Yes I can. I play a lot of Hotseat games through PYDT client, often the larger games have a few AI's in there to pad out the numbers (we still have way to few active players! Everyone interested in Civ Multiplayer games please install this client and join a few!). On Prince (so equal footing Human vs AI) AI is significantly behind by the 30 turn mark on Standard, hopelessly behind by 60. I don't even have to see the AI in action to notice it, the score is enough to tell the story!
 
This AI is not designed to win, There are too many throttling techniques it uses.

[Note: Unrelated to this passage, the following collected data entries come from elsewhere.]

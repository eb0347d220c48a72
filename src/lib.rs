pub mod analytics;
pub mod circuit_breaker;
pub mod configuration;
pub mod domain;
pub mod error;
pub mod hotstate;
pub mod http_client;
pub mod module;
pub mod orchestrator;
pub mod queue;
pub mod rate_limit;
pub mod routes;
pub mod scheduler;
pub mod startup;
pub mod sync;
pub mod telemetry;
pub mod webhook;
pub mod worker;
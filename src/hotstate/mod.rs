//! Hot state manager (C3): the authoritative view of in-flight batch
//! progress. Every counter increment and terminal per-recipient write goes
//! here first; `crate::sync` mirrors committed state into Postgres.

pub mod compact;

use std::sync::Arc;
use std::time::Duration;

use redis::aio::ConnectionManager;
use redis::AsyncCommands;
use redis::Script;
use tokio::sync::RwLock;
use uuid::Uuid;

use crate::circuit_breaker::Circuit;
use crate::circuit_breaker::CircuitBreakerConfig;
use crate::error::WorkerError;
use crate::hotstate::compact::CompactState;

const ACTIVE_BATCHES_KEY: &str = "hotstate:active_batches";

fn counters_key(batch_id: Uuid) -> String {
    format!("batch:{batch_id}:counters")
}
fn recipients_key(batch_id: Uuid) -> String {
    format!("batch:{batch_id}:recipients")
}
fn pending_sync_key(batch_id: Uuid) -> String {
    format!("batch:{batch_id}:pending_sync")
}

#[derive(Debug, Clone, Copy)]
pub struct BatchCounters {
    pub sent: i64,
    pub failed: i64,
    pub total: i64,
}

impl BatchCounters {
    pub fn is_complete(&self) -> bool {
        self.total > 0 && self.sent + self.failed >= self.total
    }
}

pub struct RecordOutcome {
    pub counters: BatchCounters,
    pub is_complete: bool,
}

#[derive(Clone, Copy, Debug)]
pub struct HotStateTtls {
    pub active_batch_secs: u64,
    pub completed_batch_secs: u64,
}

impl Default for HotStateTtls {
    fn default() -> Self {
        Self { active_batch_secs: 86_400, completed_batch_secs: 3_600 }
    }
}

/// Bytes-per-recipient estimate used by the backpressure check (§4.3.4).
const BYTES_PER_RECIPIENT_ESTIMATE: u64 = 50;
const MEMORY_PRESSURE_RATIO: f64 = 0.85;

/// Records an increment of `sent` or `failed` alongside the compact
/// per-recipient write, atomically.
/// KEYS[1]=counters KEYS[2]=recipients KEYS[3]=pending_sync
/// ARGV[1]=field ("sent"|"failed") ARGV[2]=recipient_id ARGV[3]=compact_value
/// ARGV[4]=ttl_secs
const RECORD_TERMINAL: &str = r#"
local counters_key = KEYS[1]
local recipients_key = KEYS[2]
local pending_key = KEYS[3]
local field = ARGV[1]
local recipient_id = ARGV[2]
local compact_value = ARGV[3]
local ttl = tonumber(ARGV[4])

redis.call("HINCRBY", counters_key, field, 1)
redis.call("HSET", recipients_key, recipient_id, compact_value)
redis.call("SADD", pending_key, recipient_id)

redis.call("EXPIRE", counters_key, ttl)
redis.call("EXPIRE", recipients_key, ttl)
redis.call("EXPIRE", pending_key, ttl)

local sent = tonumber(redis.call("HGET", counters_key, "sent")) or 0
local failed = tonumber(redis.call("HGET", counters_key, "failed")) or 0
local total = tonumber(redis.call("HGET", counters_key, "total")) or 0

return { sent, failed, total }
"#;

pub struct HotStateManager {
    redis: ConnectionManager,
    record_terminal: Arc<Script>,
    circuit: RwLock<Circuit>,
    circuit_cfg: CircuitBreakerConfig,
    ttls: HotStateTtls,
}

impl HotStateManager {
    pub fn new(redis: ConnectionManager, circuit_cfg: CircuitBreakerConfig, ttls: HotStateTtls) -> Self {
        Self {
            redis,
            record_terminal: Arc::new(Script::new(RECORD_TERMINAL)),
            circuit: RwLock::new(Circuit::default()),
            circuit_cfg,
            ttls,
        }
    }

    fn now_ms() -> i64 {
        chrono::Utc::now().timestamp_millis()
    }

    /// Gates every hot-state call through the circuit breaker (§4.3.2): on a
    /// KV exception the breaker records a failure; once the threshold trips
    /// within the window the circuit opens for `reset_secs`.
    async fn circuit_allows(&self) -> bool {
        let now = Self::now_ms();
        let result = self.circuit.read().await.clone().check(&self.circuit_cfg, now);
        *self.circuit.write().await = result.circuit;
        result.can_proceed
    }

    async fn record_circuit_failure(&self) {
        let now = Self::now_ms();
        let mut guard = self.circuit.write().await;
        *guard = guard.clone().record_failure(&self.circuit_cfg, now);
        tracing::warn!(
            recent_failures = guard.failures.len(),
            window_secs = self.circuit_cfg.failure_window_secs,
            "hot-state circuit recorded failure"
        );
    }

    async fn record_circuit_success(&self) {
        let mut guard = self.circuit.write().await;
        *guard = guard.clone().record_success();
    }

    /// Before accepting a new batch, refuse if KV memory pressure exceeds
    /// 85% (estimate = 50 bytes * total_recipients). Unavailable memory
    /// stats fail open (§4.3.4) — this is a diagnostic, not a correctness
    /// guard.
    async fn check_backpressure(&self, total_recipients: i64) -> Result<(), WorkerError> {
        let mut conn = self.redis.clone();
        let info: Result<String, redis::RedisError> =
            redis::cmd("INFO").arg("memory").query_async(&mut conn).await;
        let Ok(info) = info else {
            tracing::debug!("memory info unavailable, allowing batch (fail-open diagnostic)");
            return Ok(());
        };
        let (used, max) = parse_memory_info(&info);
        let Some(max) = max.filter(|m| *m > 0) else {
            return Ok(());
        };
        let estimate = BYTES_PER_RECIPIENT_ESTIMATE * total_recipients.max(0) as u64;
        let ratio = (used + estimate) as f64 / max as f64;
        if ratio > MEMORY_PRESSURE_RATIO {
            metrics::counter!("batches_rejected_memory_pressure_total").increment(1);
            return Err(WorkerError::Backpressure(format!(
                "memory_pressure: ratio={ratio:.3} used={used} estimate={estimate} max={max}"
            )));
        }
        Ok(())
    }

    pub async fn initialize_batch(
        &self,
        batch_id: Uuid,
        total: i64,
    ) -> Result<(), WorkerError> {
        self.check_backpressure(total).await?;

        let mut conn = self.redis.clone();
        let counters = counters_key(batch_id);
        let res: Result<(), redis::RedisError> = redis::pipe()
            .atomic()
            .hset(&counters, "sent", 0)
            .hset(&counters, "failed", 0)
            .hset(&counters, "total", total)
            .expire(&counters, self.ttls.active_batch_secs as i64)
            .query_async(&mut conn)
            .await;
        res.map_err(|e| WorkerError::TransientIo(e.into()))
    }

    /// Fail-safe (§4.3.3, §7): on circuit-open or KV error, throw rather
    /// than return `None` — the caller must fall back to a durable-store
    /// read and never execute without a verified non-terminal view (I3).
    #[tracing::instrument(skip(self))]
    pub async fn check_recipient_processed(
        &self,
        batch_id: Uuid,
        recipient_id: Uuid,
    ) -> Result<Option<CompactState>, WorkerError> {
        if !self.circuit_allows().await {
            return Err(WorkerError::IntegrityFault("hot-state circuit open".into()));
        }
        let mut conn = self.redis.clone();
        let raw: Result<Option<String>, redis::RedisError> =
            conn.hget(recipients_key(batch_id), recipient_id.to_string()).await;
        match raw {
            Ok(None) => {
                self.record_circuit_success().await;
                Ok(None)
            }
            Ok(Some(v)) => {
                self.record_circuit_success().await;
                let state = CompactState::decode(&v)
                    .map_err(|e| WorkerError::IntegrityFault(e.to_string()))?;
                Ok(Some(state))
            }
            Err(e) => {
                self.record_circuit_failure().await;
                Err(WorkerError::IntegrityFault(format!("hot-state KV error: {e}")))
            }
        }
    }

    #[tracing::instrument(skip(self, recipient_ids))]
    pub async fn check_recipients_processed_batch(
        &self,
        batch_id: Uuid,
        recipient_ids: &[Uuid],
    ) -> Result<std::collections::HashMap<Uuid, CompactState>, WorkerError> {
        if recipient_ids.is_empty() {
            return Ok(Default::default());
        }
        if !self.circuit_allows().await {
            return Err(WorkerError::IntegrityFault("hot-state circuit open".into()));
        }
        let mut conn = self.redis.clone();
        let fields: Vec<String> = recipient_ids.iter().map(Uuid::to_string).collect();
        let raw: Result<Vec<Option<String>>, redis::RedisError> =
            conn.hget(recipients_key(batch_id), &fields).await;
        match raw {
            Ok(values) => {
                self.record_circuit_success().await;
                let mut out = std::collections::HashMap::new();
                for (id, v) in recipient_ids.iter().zip(values) {
                    if let Some(v) = v {
                        if let Ok(state) = CompactState::decode(&v) {
                            out.insert(*id, state);
                        }
                    }
                }
                Ok(out)
            }
            Err(e) => {
                self.record_circuit_failure().await;
                Err(WorkerError::IntegrityFault(format!("hot-state KV error: {e}")))
            }
        }
    }

    async fn record_terminal(
        &self,
        batch_id: Uuid,
        recipient_id: Uuid,
        field: &str,
        state: CompactState,
    ) -> Result<RecordOutcome, WorkerError> {
        let mut conn = self.redis.clone();
        let (sent, failed, total): (i64, i64, i64) = self
            .record_terminal
            .key(counters_key(batch_id))
            .key(recipients_key(batch_id))
            .key(pending_sync_key(batch_id))
            .arg(field)
            .arg(recipient_id.to_string())
            .arg(state.encode())
            .arg(self.ttls.active_batch_secs)
            .invoke_async(&mut conn)
            .await
            .map_err(|e| WorkerError::TransientIo(e.into()))?;

        let _: Result<(), redis::RedisError> =
            conn.sadd(ACTIVE_BATCHES_KEY, batch_id.to_string()).await;

        let counters = BatchCounters { sent, failed, total };
        Ok(RecordOutcome { counters, is_complete: counters.is_complete() })
    }

    pub async fn record_sent(
        &self,
        batch_id: Uuid,
        recipient_id: Uuid,
        provider_message_id: String,
    ) -> Result<RecordOutcome, WorkerError> {
        let state =
            CompactState::Sent { sent_at_ms: Self::now_ms(), provider_message_id };
        self.record_terminal(batch_id, recipient_id, "sent", state).await
    }

    pub async fn record_failed(
        &self,
        batch_id: Uuid,
        recipient_id: Uuid,
        error_message: String,
    ) -> Result<RecordOutcome, WorkerError> {
        let state = CompactState::Failed { error_message };
        self.record_terminal(batch_id, recipient_id, "failed", state).await
    }

    /// Shorten TTL of all batch keys to `completed_batch_secs` (§4.3).
    pub async fn mark_batch_completed(&self, batch_id: Uuid) -> Result<(), WorkerError> {
        let mut conn = self.redis.clone();
        let ttl = self.ttls.completed_batch_secs as i64;
        let res: Result<(), redis::RedisError> = redis::pipe()
            .atomic()
            .expire(counters_key(batch_id), ttl)
            .expire(recipients_key(batch_id), ttl)
            .expire(pending_sync_key(batch_id), ttl)
            .query_async(&mut conn)
            .await;
        res.map_err(|e| WorkerError::TransientIo(e.into()))
    }

    pub async fn is_batch_complete(&self, batch_id: Uuid) -> Result<bool, WorkerError> {
        let counters = self.get_counters(batch_id).await?;
        Ok(counters.is_complete())
    }

    pub async fn get_counters(&self, batch_id: Uuid) -> Result<BatchCounters, WorkerError> {
        let mut conn = self.redis.clone();
        let (sent, failed, total): (Option<i64>, Option<i64>, Option<i64>) = redis::pipe()
            .hget(counters_key(batch_id), "sent")
            .hget(counters_key(batch_id), "failed")
            .hget(counters_key(batch_id), "total")
            .query_async(&mut conn)
            .await
            .map_err(|e| WorkerError::TransientIo(e.into()))?;
        Ok(BatchCounters {
            sent: sent.unwrap_or(0),
            failed: failed.unwrap_or(0),
            total: total.unwrap_or(0),
        })
    }

    pub async fn get_pending_sync_recipients(
        &self,
        batch_id: Uuid,
        limit: usize,
    ) -> Result<Vec<Uuid>, WorkerError> {
        let mut conn = self.redis.clone();
        let ids: Vec<String> = conn
            .srandmember_multiple(pending_sync_key(batch_id), limit)
            .await
            .map_err(|e| WorkerError::TransientIo(e.into()))?;
        Ok(ids.into_iter().filter_map(|s| Uuid::parse_str(&s).ok()).collect())
    }

    pub async fn get_recipient_states(
        &self,
        batch_id: Uuid,
        ids: &[Uuid],
    ) -> Result<std::collections::HashMap<Uuid, CompactState>, WorkerError> {
        self.check_recipients_processed_batch(batch_id, ids).await
    }

    /// Clears synced ids from the pending-sync set; when it empties,
    /// deregisters the batch from the active-batch index.
    pub async fn mark_synced(&self, batch_id: Uuid, ids: &[Uuid]) -> Result<(), WorkerError> {
        if ids.is_empty() {
            return Ok(());
        }
        let mut conn = self.redis.clone();
        let members: Vec<String> = ids.iter().map(Uuid::to_string).collect();
        let _: i64 = conn
            .srem(pending_sync_key(batch_id), &members)
            .await
            .map_err(|e| WorkerError::TransientIo(e.into()))?;
        let remaining: i64 = conn
            .scard(pending_sync_key(batch_id))
            .await
            .map_err(|e| WorkerError::TransientIo(e.into()))?;
        if remaining == 0 {
            let _: Result<(), redis::RedisError> =
                conn.srem(ACTIVE_BATCHES_KEY, batch_id.to_string()).await;
        }
        Ok(())
    }

    pub async fn get_active_batch_ids(&self) -> Result<Vec<Uuid>, WorkerError> {
        let mut conn = self.redis.clone();
        let ids: Vec<String> = conn
            .smembers(ACTIVE_BATCHES_KEY)
            .await
            .map_err(|e| WorkerError::TransientIo(e.into()))?;
        Ok(ids.into_iter().filter_map(|s| Uuid::parse_str(&s).ok()).collect())
    }
}

/// Parses `used_memory:<n>` and `maxmemory:<n>` out of a Redis `INFO memory`
/// reply. Returns `(used, None)` when `maxmemory` is unset (no-eviction
/// deployments commonly leave it at 0, meaning "unbounded").
fn parse_memory_info(info: &str) -> (u64, Option<u64>) {
    let mut used = 0u64;
    let mut max = None;
    for line in info.lines() {
        if let Some(v) = line.strip_prefix("used_memory:") {
            used = v.trim().parse().unwrap_or(0);
        } else if let Some(v) = line.strip_prefix("maxmemory:") {
            max = v.trim().parse().ok().filter(|m: &u64| *m > 0);
        }
    }
    (used, max)
}

#[cfg(test)]
mod tests {
    use super::*;

    #[test]
    fn parses_memory_info_fields() {
        let raw = "# Memory\r\nused_memory:1048576\r\nmaxmemory:2097152\r\n";
        assert_eq!(parse_memory_info(raw), (1_048_576, Some(2_097_152)));
    }

    #[test]
    fn treats_zero_maxmemory_as_unbounded() {
        let raw = "used_memory:100\r\nmaxmemory:0\r\n";
        assert_eq!(parse_memory_info(raw), (100, None));
    }

    #[test]
    fn batch_counters_complete_requires_positive_total() {
        assert!(!BatchCounters { sent: 0, failed: 0, total: 0 }.is_complete());
        assert!(BatchCounters { sent: 2, failed: 1, total: 3 }.is_complete());
        assert!(!BatchCounters { sent: 1, failed: 1, total: 3 }.is_complete());
    }
}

Like most other games, Civ VI is designed to have the player win most of the time. The AI is just there to make winning more difficult.
 
Like most other games, Civ VI is designed to have the player win most of the time. The AI is just there to make winning more difficult.

Which is a challenge it fails at, clearly, or we wouldn't be here, nor would all the other AI discussion threads here. I don't think anyone wants Deep Blue level AI mostly because it is just not fun to be guaranteed to lose. But can't we all agree that AI, A) can be better and, B) a better AI is more fun and challenging to play against?
 
Allow me to address the elephant in the room. Any improvements in the AI would have to be balanced against the performance costs, so even if it were a simple matter to improve the AI it might still not be worth it. A casual player who finds prince difficulty challenging isn't going to notice better AI, but will certainly notice longer turn times, especially if he or she plays on large maps with many computer players.

Saying that Firaxis can afford to spend more money developing AI is like saying that Bill Gates can afford to give me a million dollars. Both statements are technically true, but they are completely irrelevant.

I think improvements can and should be made to the Civ VI AI, but those improvements would probably limited to the tweaking of certain behaviors. The only way to make a huge improvement to the AI is to make the game simpler.